### PROBLEM STATEMENT
The "type. Advisory only." line through the end of the listing below is what to set down, word for word, and nothing else.
____________________
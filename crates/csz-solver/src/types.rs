//! Core type representation.
//!
//! Types are interned: a `TypeId` is a `u32` handle into the `TypeInterner`,
//! and two ids are equal iff they denote the same constructed type.

use crate::def::DefId;
use bitflags::bitflags;
use csz_common::interner::Atom;
use csz_common::language::Feature;
use serde::Serialize;
use smallvec::SmallVec;
use std::sync::Arc;

// =============================================================================
// TypeId
// =============================================================================

/// Interned type handle.
#[derive(Clone, Copy, Debug, PartialEq, Eq, Hash, PartialOrd, Ord, Serialize)]
pub struct TypeId(pub u32);

impl TypeId {
    pub const NONE: TypeId = TypeId(0);
    pub const ERROR: TypeId = TypeId(1);
    pub const OBJECT: TypeId = TypeId(2);
    pub const DYNAMIC: TypeId = TypeId(3);
    pub const STRING: TypeId = TypeId(4);
    pub const VOID: TypeId = TypeId(5);
    pub const BOOL: TypeId = TypeId(6);
    pub const CHAR: TypeId = TypeId(7);
    pub const SBYTE: TypeId = TypeId(8);
    pub const BYTE: TypeId = TypeId(9);
    pub const SHORT: TypeId = TypeId(10);
    pub const USHORT: TypeId = TypeId(11);
    pub const INT: TypeId = TypeId(12);
    pub const UINT: TypeId = TypeId(13);
    pub const LONG: TypeId = TypeId(14);
    pub const ULONG: TypeId = TypeId(15);
    pub const FLOAT: TypeId = TypeId(16);
    pub const DOUBLE: TypeId = TypeId(17);
    pub const DECIMAL: TypeId = TypeId(18);
    /// Type of the `null` literal. Never the natural type of an expression.
    pub const NULL: TypeId = TypeId(19);

    /// First id handed out for non-intrinsic types.
    pub const FIRST_USER: u32 = 32;

    #[inline]
    pub const fn is_intrinsic(self) -> bool {
        self.0 > 0 && self.0 < Self::FIRST_USER
    }

    #[inline]
    pub const fn is_error(self) -> bool {
        self.0 == Self::ERROR.0
    }
}

/// Built-in types with a fixed `TypeId`.
#[derive(Clone, Copy, Debug, PartialEq, Eq, Hash, Serialize)]
pub enum IntrinsicKind {
    Error,
    Object,
    Dynamic,
    String,
    Void,
    Bool,
    Char,
    SByte,
    Byte,
    Short,
    UShort,
    Int,
    UInt,
    Long,
    ULong,
    Float,
    Double,
    Decimal,
    Null,
}

impl IntrinsicKind {
    pub const ALL: [IntrinsicKind; 19] = [
        IntrinsicKind::Error,
        IntrinsicKind::Object,
        IntrinsicKind::Dynamic,
        IntrinsicKind::String,
        IntrinsicKind::Void,
        IntrinsicKind::Bool,
        IntrinsicKind::Char,
        IntrinsicKind::SByte,
        IntrinsicKind::Byte,
        IntrinsicKind::Short,
        IntrinsicKind::UShort,
        IntrinsicKind::Int,
        IntrinsicKind::UInt,
        IntrinsicKind::Long,
        IntrinsicKind::ULong,
        IntrinsicKind::Float,
        IntrinsicKind::Double,
        IntrinsicKind::Decimal,
        IntrinsicKind::Null,
    ];

    pub const fn type_id(self) -> TypeId {
        match self {
            IntrinsicKind::Error => TypeId::ERROR,
            IntrinsicKind::Object => TypeId::OBJECT,
            IntrinsicKind::Dynamic => TypeId::DYNAMIC,
            IntrinsicKind::String => TypeId::STRING,
            IntrinsicKind::Void => TypeId::VOID,
            IntrinsicKind::Bool => TypeId::BOOL,
            IntrinsicKind::Char => TypeId::CHAR,
            IntrinsicKind::SByte => TypeId::SBYTE,
            IntrinsicKind::Byte => TypeId::BYTE,
            IntrinsicKind::Short => TypeId::SHORT,
            IntrinsicKind::UShort => TypeId::USHORT,
            IntrinsicKind::Int => TypeId::INT,
            IntrinsicKind::UInt => TypeId::UINT,
            IntrinsicKind::Long => TypeId::LONG,
            IntrinsicKind::ULong => TypeId::ULONG,
            IntrinsicKind::Float => TypeId::FLOAT,
            IntrinsicKind::Double => TypeId::DOUBLE,
            IntrinsicKind::Decimal => TypeId::DECIMAL,
            IntrinsicKind::Null => TypeId::NULL,
        }
    }

    /// Keyword spelling used by the formatter and fixture files.
    pub const fn keyword(self) -> &'static str {
        match self {
            IntrinsicKind::Error => "?",
            IntrinsicKind::Object => "object",
            IntrinsicKind::Dynamic => "dynamic",
            IntrinsicKind::String => "string",
            IntrinsicKind::Void => "void",
            IntrinsicKind::Bool => "bool",
            IntrinsicKind::Char => "char",
            IntrinsicKind::SByte => "sbyte",
            IntrinsicKind::Byte => "byte",
            IntrinsicKind::Short => "short",
            IntrinsicKind::UShort => "ushort",
            IntrinsicKind::Int => "int",
            IntrinsicKind::UInt => "uint",
            IntrinsicKind::Long => "long",
            IntrinsicKind::ULong => "ulong",
            IntrinsicKind::Float => "float",
            IntrinsicKind::Double => "double",
            IntrinsicKind::Decimal => "decimal",
            IntrinsicKind::Null => "<null>",
        }
    }

    pub fn from_keyword(text: &str) -> Option<IntrinsicKind> {
        IntrinsicKind::ALL
            .into_iter()
            .filter(|k| !matches!(k, IntrinsicKind::Error | IntrinsicKind::Null))
            .find(|k| k.keyword() == text)
    }

    pub const fn is_numeric(self) -> bool {
        matches!(
            self,
            IntrinsicKind::Char
                | IntrinsicKind::SByte
                | IntrinsicKind::Byte
                | IntrinsicKind::Short
                | IntrinsicKind::UShort
                | IntrinsicKind::Int
                | IntrinsicKind::UInt
                | IntrinsicKind::Long
                | IntrinsicKind::ULong
                | IntrinsicKind::Float
                | IntrinsicKind::Double
                | IntrinsicKind::Decimal
        )
    }

    pub const fn is_value_type(self) -> bool {
        self.is_numeric() || matches!(self, IntrinsicKind::Bool)
    }

    pub const fn is_reference_type(self) -> bool {
        matches!(
            self,
            IntrinsicKind::Object | IntrinsicKind::Dynamic | IntrinsicKind::String
        )
    }

    /// Primitive types whose constants can be packed into a metadata blob.
    pub const fn blittable_size(self) -> Option<usize> {
        match self {
            IntrinsicKind::Bool | IntrinsicKind::SByte | IntrinsicKind::Byte => Some(1),
            IntrinsicKind::Char | IntrinsicKind::Short | IntrinsicKind::UShort => Some(2),
            IntrinsicKind::Int | IntrinsicKind::UInt | IntrinsicKind::Float => Some(4),
            IntrinsicKind::Long | IntrinsicKind::ULong | IntrinsicKind::Double => Some(8),
            _ => None,
        }
    }
}

// =============================================================================
// TypeData
// =============================================================================

pub type TypeArgs = SmallVec<[TypeId; 2]>;

/// Structural description of an interned type.
#[derive(Clone, Debug, PartialEq, Eq, Hash)]
pub enum TypeData {
    Intrinsic(IntrinsicKind),
    /// A class, struct, interface, enum or delegate applied to type arguments.
    Named { def: DefId, args: TypeArgs },
    Array { element: TypeId, rank: u8 },
    Pointer(TypeId),
    FunctionPointer { params: TypeArgs, ret: TypeId },
    /// `T?` where `T` is a value type.
    Nullable(TypeId),
    /// `T?` where `T` is a reference type. Advisory only.
    NullableRef(TypeId),
    TypeParameter(TypeParamId),
}

// =============================================================================
// Members
// =============================================================================

#[derive(Clone, Copy, Debug, PartialEq, Eq, Hash, PartialOrd, Ord, Serialize)]
pub struct MethodId(pub u32);

#[derive(Clone, Copy, Debug, PartialEq, Eq, Hash, PartialOrd, Ord, Serialize)]
pub struct PropertyId(pub u32);

#[derive(Clone, Copy, Debug, PartialEq, Eq, Hash, PartialOrd, Ord, Serialize)]
pub struct TypeParamId(pub u32);

/// Declared accessibility of a type or member.
#[derive(Clone, Copy, Debug, PartialEq, Eq, Hash, Serialize, Default)]
pub enum Accessibility {
    #[default]
    Public,
    Internal,
    Protected,
    ProtectedInternal,
    PrivateProtected,
    Private,
}

impl Accessibility {
    pub fn parse(text: &str) -> Option<Accessibility> {
        Some(match text {
            "public" => Accessibility::Public,
            "internal" => Accessibility::Internal,
            "protected" => Accessibility::Protected,
            "protected internal" => Accessibility::ProtectedInternal,
            "private protected" => Accessibility::PrivateProtected,
            "private" => Accessibility::Private,
            _ => return None,
        })
    }
}

bitflags! {
    #[derive(Clone, Copy, Debug, PartialEq, Eq, Hash, Default)]
    pub struct MethodFlags: u16 {
        const STATIC = 1 << 0;
        const VIRTUAL = 1 << 1;
        const OVERRIDE = 1 << 2;
        const ABSTRACT = 1 << 3;
        /// Declared with `new`: hides every inherited member of the same name.
        const NEW = 1 << 4;
        /// `static` method whose first parameter is `this`.
        const EXTENSION = 1 << 5;
        const EXPLICIT_INTERFACE_IMPL = 1 << 6;
    }
}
____________________
### ANSWER BOX
    /// `T?` where `T` is a reference type. Advisory only.
    NullableRef(TypeId),
    TypeParameter(TypeParamId),
}

// =============================================================================
// Members
// =============================================================================

#[derive(Clone, Copy, Debug, PartialEq, Eq, Hash, PartialOrd, Ord, Serialize)]
pub struct MethodId(pub u32);

#[derive(Clone, Copy, Debug, PartialEq, Eq, Hash, PartialOrd, Ord, Serialize)]
pub struct PropertyId(pub u32);

#[derive(Clone, Copy, Debug, PartialEq, Eq, Hash, PartialOrd, Ord, Serialize)]
pub struct TypeParamId(pub u32);

/// Declared accessibility of a type or member.
#[derive(Clone, Copy, Debug, PartialEq, Eq, Hash, Serialize, Default)]
pub enum Accessibility {
    #[default]
    Public,
    Internal,
    Protected,
    ProtectedInternal,
    PrivateProtected,
    Private,
}

impl Accessibility {
    pub fn parse(text: &str) -> Option<Accessibility> {
        Some(match text {
            "public" => Accessibility::Public,
            "internal" => Accessibility::Internal,
            "protected" => Accessibility::Protected,
            "protected internal" => Accessibility::ProtectedInternal,
            "private protected" => Accessibility::PrivateProtected,
            "private" => Accessibility::Private,
            _ => return None,
        })
    }
}

bitflags! {
    #[derive(Clone, Copy, Debug, PartialEq, Eq, Hash, Default)]
    pub struct MethodFlags: u16 {
        const STATIC = 1 << 0;
        const VIRTUAL = 1 << 1;
        const OVERRIDE = 1 << 2;
        const ABSTRACT = 1 << 3;
        /// Declared with `new`: hides every inherited member of the same name.
        const NEW = 1 << 4;
        /// `static` method whose first parameter is `this`.
        const EXTENSION = 1 << 5;
        const EXPLICIT_INTERFACE_IMPL = 1 << 6;
    }
}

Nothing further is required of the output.